▶ **Collected data entries**:
* * * * * * *

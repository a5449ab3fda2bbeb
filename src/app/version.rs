//! Kernel version parsing and ordering
//!
//! Folder names in the mainline archive look like `v5.10.4`, `v5.11-rc1` or
//! `v6.1`. After the caller strips the `v`, the remainder is split on `.` and
//! `-` into tagged segments that order numerically where they can and place
//! release-candidate style markers below the matching final release.

use std::cmp::Ordering;
use std::fmt;
use std::str::FromStr;

use tracing::debug;

use crate::constants::{host, selection};
use crate::errors::{VersionError, VersionResult};

/// One piece of a version string between separators
#[derive(Debug, Clone, PartialEq, Eq)]
pub enum Segment {
    /// All-digit piece, compared by value
    Numeric(u64),
    /// Anything else, e.g. `rc1`
    Marker(String),
}

impl Segment {
    fn parse(piece: &str) -> Self {
        if piece.bytes().all(|b| b.is_ascii_digit()) {
            if let Ok(value) = piece.parse::<u64>() {
                return Segment::Numeric(value);
            }
        }
        Segment::Marker(piece.to_string())
    }

    /// Split a marker into its alphabetic head and trailing number so that
    /// `rc2` sorts before `rc10`
    fn marker_key(marker: &str) -> (&str, Option<u64>) {
        let head_len = marker
            .trim_end_matches(|c: char| c.is_ascii_digit())
            .len();
        let (head, digits) = marker.split_at(head_len);
        (head, digits.parse().ok())
    }
}

impl Ord for Segment {
    fn cmp(&self, other: &Self) -> Ordering {
        match (self, other) {
            (Segment::Numeric(a), Segment::Numeric(b)) => a.cmp(b),
            (Segment::Numeric(_), Segment::Marker(_)) => Ordering::Greater,
            (Segment::Marker(_), Segment::Numeric(_)) => Ordering::Less,
            (Segment::Marker(a), Segment::Marker(b)) => Self::marker_key(a)
                .cmp(&Self::marker_key(b))
                .then_with(|| a.cmp(b)),
        }
    }
}

impl PartialOrd for Segment {
    fn partial_cmp(&self, other: &Self) -> Option<Ordering> {
        Some(self.cmp(other))
    }
}

impl fmt::Display for Segment {
    fn fmt(&self, f: &mut fmt::Formatter<'_>) -> fmt::Result {
        match self {
            Segment::Numeric(value) => write!(f, "{}", value),
            Segment::Marker(marker) => f.write_str(marker),
        }
    }
}

/// A parsed kernel version
///
/// Equality and ordering only look at the segments, so `5.10.04` and
/// `5.10.4` are the same version; `Display` keeps the text as scraped.
#[derive(Debug, Clone)]
pub struct Version {
    raw: String,
    segments: Vec<Segment>,
}

impl Version {
    /// Parse a version string such as `5.10.4` or `5.11-rc1`
    ///
    /// A leading `v` is not stripped here; callers working on folder names
    /// remove it first.
    ///
    /// # Errors
    ///
    /// Returns `VersionError` if the input is empty or contains an empty
    /// segment (e.g. `5..1`).
    pub fn parse(input: &str) -> VersionResult<Self> {
        if input.is_empty() {
            return Err(VersionError::Empty);
        }

        let mut segments = Vec::new();
        for piece in input.split(['.', '-']) {
            if piece.is_empty() {
                return Err(VersionError::EmptySegment {
                    input: input.to_string(),
                });
            }
            segments.push(Segment::parse(piece));
        }

        Ok(Self {
            raw: input.to_string(),
            segments,
        })
    }

    /// The parsed segments in order
    pub fn segments(&self) -> &[Segment] {
        &self.segments
    }

    /// The text this version was parsed from
    pub fn as_str(&self) -> &str {
        &self.raw
    }

    /// Whether any segment carries a release-candidate marker
    pub fn is_release_candidate(&self) -> bool {
        self.segments.iter().any(|segment| match segment {
            Segment::Marker(marker) => marker.contains(selection::RELEASE_CANDIDATE_MARKER),
            Segment::Numeric(_) => false,
        })
    }
}

impl Ord for Version {
    fn cmp(&self, other: &Self) -> Ordering {
        for (ours, theirs) in self.segments.iter().zip(&other.segments) {
            match ours.cmp(theirs) {
                Ordering::Equal => continue,
                ord => return ord,
            }
        }

        // End of a version sorts above any marker and below any number:
        // 5.11-rc1 < 5.11 < 5.11.1
        let shorter = self.segments.len().min(other.segments.len());
        match (self.segments.get(shorter), other.segments.get(shorter)) {
            (None, None) => Ordering::Equal,
            (Some(Segment::Numeric(_)), None) => Ordering::Greater,
            (Some(Segment::Marker(_)), None) => Ordering::Less,
            (None, Some(Segment::Numeric(_))) => Ordering::Less,
            (None, Some(Segment::Marker(_))) => Ordering::Greater,
            // zip stopped early only because one side ran out
            (Some(_), Some(_)) => Ordering::Equal,
        }
    }
}

impl PartialOrd for Version {
    fn partial_cmp(&self, other: &Self) -> Option<Ordering> {
        Some(self.cmp(other))
    }
}

impl PartialEq for Version {
    fn eq(&self, other: &Self) -> bool {
        self.cmp(other) == Ordering::Equal
    }
}

impl Eq for Version {}

impl FromStr for Version {
    type Err = VersionError;

    fn from_str(s: &str) -> Result<Self, Self::Err> {
        Self::parse(s)
    }
}

impl fmt::Display for Version {
    fn fmt(&self, f: &mut fmt::Formatter<'_>) -> fmt::Result {
        f.write_str(&self.raw)
    }
}

/// Version of the running kernel, reduced to `major.minor.patch`
///
/// Returns `None` on hosts without `/proc/sys/kernel/osrelease` or when the
/// release string does not start with numeric fields.
pub fn host_kernel_version() -> Option<String> {
    match std::fs::read_to_string(host::OS_RELEASE_PATH) {
        Ok(release) => parse_host_release(&release),
        Err(e) => {
            debug!("Could not read {}: {}", host::OS_RELEASE_PATH, e);
            None
        }
    }
}

/// Reduce a kernel release string like `6.8.0-45-generic` to `6.8.0`
pub fn parse_host_release(release: &str) -> Option<String> {
    let fields: Vec<&str> = release
        .trim()
        .split('.')
        .take(selection::HOST_VERSION_FIELDS)
        .map(|field| {
            let digits = field
                .find(|c: char| !c.is_ascii_digit())
                .unwrap_or(field.len());
            &field[..digits]
        })
        .collect();

    if fields.is_empty() || fields.iter().any(|field| field.is_empty()) {
        return None;
    }

    let version = fields.join(".");
    Version::parse(&version).ok().map(|_| version)
}
//! Prelude module for convenient imports.
//!
//! This module re-exports the most commonly used types, functions, and macros
//! for easy glob importing:
//!
//! ```ignore
//! use wirecall::prelude::*;
//! ```

pub use crate::{
    ApiClient, BasicResponse, ClientConfig, Error, ErrorResponse, HttpRequest, HyperClient,
    Method, Record, Request, RequestLog, ResponseTarget, Result, RouteInfo, StatusCode,
    do_request, execute, generate, header,
};
pub use serde::{Deserialize, Serialize};
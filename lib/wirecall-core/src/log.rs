//! Request-scoped log accumulator.
//!
//! The generator attaches a shared [`RequestLog`] to every request it builds
//! (as an `Arc<RequestLog>` extension). Anything holding the request, or a
//! clone of the `Arc`, can add entries concurrently; the logging middleware
//! emits them once the response arrives.

use std::collections::HashMap;
use std::sync::{Arc, Mutex, PoisonError};

use serde_json::Value;
use tracing::info;

/// Read access to accumulated log entries.
pub trait ExtendedLog {
    /// Copy of every entry.
    fn get_all(&self) -> HashMap<String, Value>;
}

/// Key/value log entries collected while a request is in flight.
#[derive(Debug, Default)]
pub struct RequestLog {
    entries: Mutex<HashMap<String, Value>>,
}

impl RequestLog {
    /// Creates an empty log.
    #[must_use]
    pub fn new() -> Self {
        Self::default()
    }

    /// Creates an empty log ready to be shared.
    #[must_use]
    pub fn shared() -> Arc<Self> {
        Arc::new(Self::new())
    }

    /// Record one entry, replacing any previous value for `key`.
    pub fn log(&self, key: impl Into<String>, value: impl Into<Value>) {
        self.lock().insert(key.into(), value.into());
    }

    /// Record alternating keys and values.
    ///
    /// Keys that are JSON strings are used as is, other keys use their JSON
    /// rendering. A trailing key without a value maps to `null`.
    pub fn log_pairs(&self, values: impl IntoIterator<Item = Value>) {
        let mut values = values.into_iter();
        let mut entries = self.lock();
        while let Some(key) = values.next() {
            let key = match key {
                Value::String(key) => key,
                other => other.to_string(),
            };
            entries.insert(key, values.next().unwrap_or(Value::Null));
        }
    }

    /// Number of entries.
    #[must_use]
    pub fn len(&self) -> usize {
        self.lock().len()
    }

    /// Returns `true` when nothing was logged.
    #[must_use]
    pub fn is_empty(&self) -> bool {
        self.lock().is_empty()
    }

    /// Forward every entry to `tracing`, sorted by key.
    pub fn emit(&self) {
        let mut entries: Vec<_> = self.get_all().into_iter().collect();
        entries.sort_by(|(left, _), (right, _)| left.cmp(right));
        for (key, value) in entries {
            info!(target: "wirecall::request_log", %key, %value, "request log");
        }
    }

    fn lock(&self) -> std::sync::MutexGuard<'_, HashMap<String, Value>> {
        self.entries.lock().unwrap_or_else(PoisonError::into_inner)
    }
}

impl ExtendedLog for RequestLog {
    fn get_all(&self) -> HashMap<String, Value> {
        self.lock().clone()
    }
}

#[cfg(test)]
mod tests {
    use std::thread;

    use assert2::check;
    use serde_json::json;

    use super::*;

    #[test]
    fn log_and_get_all() {
        let log = RequestLog::new();
        check!(log.is_empty());

        log.log("user", "alice");
        log.log("attempt", 2);
        log.log("attempt", 3);

        let all = log.get_all();
        check!(all.len() == 2);
        check!(all["user"] == json!("alice"));
        check!(all["attempt"] == json!(3));
    }

    #[test]
    fn get_all_is_a_copy() {
        let log = RequestLog::new();
        log.log("a", 1);

        let mut copy = log.get_all();
        copy.insert("b".to_string(), json!(2));

        check!(log.len() == 1);
    }

    #[test]
    fn pairs_with_odd_trailing_key() {
        let log = RequestLog::new();
        log.log_pairs([json!("a"), json!(1), json!(7), json!(true), json!("dangling")]);

        let all = log.get_all();
        check!(all["a"] == json!(1));
        check!(all["7"] == json!(true));
        check!(all["dangling"] == Value::Null);
    }

    #[test]
    fn concurrent_writers() {
        let log = RequestLog::shared();
        let handles: Vec<_> = (0..8)
            .map(|i| {
                let log = Arc::clone(&log);
                thread::spawn(move || {
                    for j in 0..25 {
                        log.log(format!("{i}-{j}"), j);
                    }
                })
            })
            .collect();
        for handle in handles {
            handle.join().expect("writer thread");
        }

        check!(log.len() == 200);
    }

    #[test]
    fn emit_does_not_drain() {
        let log = RequestLog::new();
        log.log("k", "v");
        log.emit();
        check!(log.len() == 1);
    }
}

* * * * * * *

▶ **ACTIVITY**: Up to and including the line with "if piece.bytes().all(|b| b.is_ascii_digit())", write out the records above exactly, starting from their first line.

▶ **WRITTEN RESPONSE**:
repository a5449ab3fda2bbeb
filename src/app/version.rs
//! Kernel version parsing and ordering
//!
//! Folder names in the mainline archive look like `v5.10.4`, `v5.11-rc1` or
//! `v6.1`. After the caller strips the `v`, the remainder is split on `.` and
//! `-` into tagged segments that order numerically where they can and place
//! release-candidate style markers below the matching final release.

use std::cmp::Ordering;
use std::fmt;
use std::str::FromStr;

use tracing::debug;

use crate::constants::{host, selection};
use crate::errors::{VersionError, VersionResult};

/// One piece of a version string between separators
#[derive(Debug, Clone, PartialEq, Eq)]
pub enum Segment {
    /// All-digit piece, compared by value
    Numeric(u64),
    /// Anything else, e.g. `rc1`
    Marker(String),
}

impl Segment {
    fn parse(piece: &str) -> Self {
        if piece.bytes().all(|b| b.is_ascii_digit()) {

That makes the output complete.